The following 6 species were studied: Avicennia bicolor Standl (Acanthaceae), Avicennia germinans L. (Acanthaceae), Laguncularia racemosa (L.) C.F. Gaertn (Combretaceae), Pelliciera rhizophorae Planch. & Triana (Tetrameristaceae), Rhizophora mangle L. (Rhizophoraceae) and Rhizophora racemosa G. Mey. (Rhizophoraceae). These mangrove species were chosen by their abundance and were grown naturally in the Gulf of Nicoya [9,11,12].
We chose three sites located in the central and north Pacific coast of Costa Rica, within the Gulf of Nicoya (Figure 1a), to represent a salinity gradient. Site 1 is near the town of Chomes (10°12′37.94″ N–85°13′00.64″ W), site 2 is within the Cipancí National Wildlife Refuge (RNVS) (10°02′00.73″ N–84°54′03.49″ W) and site 3 is located in Río Seco-Chacarita (10°00′01.46″ N–84°46′33.73″ W). Mangroves grow along the coastline of this site (Figure 1a) and are directly influenced by the tides and the exchange of salt and freshwater as well as the flux of sediments and flooding regime. Across sites, salinity (measured at 40 cm depth) was intermediate at 27.05 PSU (1 PSU equals 1 part per thousand-ppt) at site 1, highest at site 2 (38.6 PSU) and lowest at site 3 (18.95 PSU). The site conditions, climatic features, and other characteristics are detailed in Table 1.

2.2. Tree Samples

Three trees per species were sampled at every site (6 mangrove species × 3 sites × 3 tree samples = 54 trees). The diameter at breast height (DBH) was measured, but in individuals with aerial prop roots, the diameter was measured at 10 cm above the top root. Samples consisted of an increment core of 12 mm diameter and 50 mm long (Figure 1b) and were extracted using a 12 mm core bit (Figure 1c) and a battery-powered drill (Drill Dewalt 20V, Towson, MD, USA, Figure 1d,e). Two different samples were taken from each tree, one from the north side of the tree and the second from the south side of the tree. Samples were obtained 50 cm above the topmost root or at breast height (1.3 m above the ground) in trees without prop roots.

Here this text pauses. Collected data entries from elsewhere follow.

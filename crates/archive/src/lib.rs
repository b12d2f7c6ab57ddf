pub mod archivebox;
pub mod error;
pub mod ia;
pub mod local;
pub mod provider;
pub mod service;

pub use archivebox::ArchiveBoxClient;
pub use error::ProviderError;
pub use ia::IaClient;
pub use local::LocalSnapshotter;
pub use provider::{
    ArchiveBoxRemote, BoxOutcome, LocalFormat, QueueStatus, SaveOutcome, SavePageClient,
    SaveStatus, Snapshotter, SnapshotOutcome,
};
pub use service::{
    ArchiveOptions, ArchiveResult, ArchivingService, RetrySummary, ServiceResult, ServiceStatus,
};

2.3. Physical Properties and Carbon Content Determination

First, the increment cores were registered in the Xylariorum of the Technological Institute of Costa Rica (TECw). Full samples were cut into three subsamples of 1 cm, 2 cm, and 3 cm lengths, and they were used for permanent anatomy slice, specify gravity determination, and annual growth presence, respectively. The 2 cm long subsample cores were weighed, and their diameter and length were measured with a precision of 0.01 for volume determination. After these samples were dried in an oven at 103 °C for 24 h, they were weighed again. The calculation of the green moisture content (MC) refers to the moisture content when the sample is extracted from the trunk, which is commonly referred to as green MC, according to the D-4442 standard [33]. The specific gravity (SG), the ratio of the density of wood to the density of water at 4.4 °C, and the commonly determined dry weight/green volume of volume of subsamples) was determined by the D-143 standard [34]. For determining green density (GD), the green weight/green volume ratio was used. Dry 2 cm long subsamples were milled and sieved through 0.25 mm and 0.42 mm meshes (#40 to #60 mesh, respectively) until approximately 6 g per test was obtained. The carbon fraction (C) was determined by means of organic elemental analysis, using the Vario EL CUBE model (Elementar, Langenselbold, Germany).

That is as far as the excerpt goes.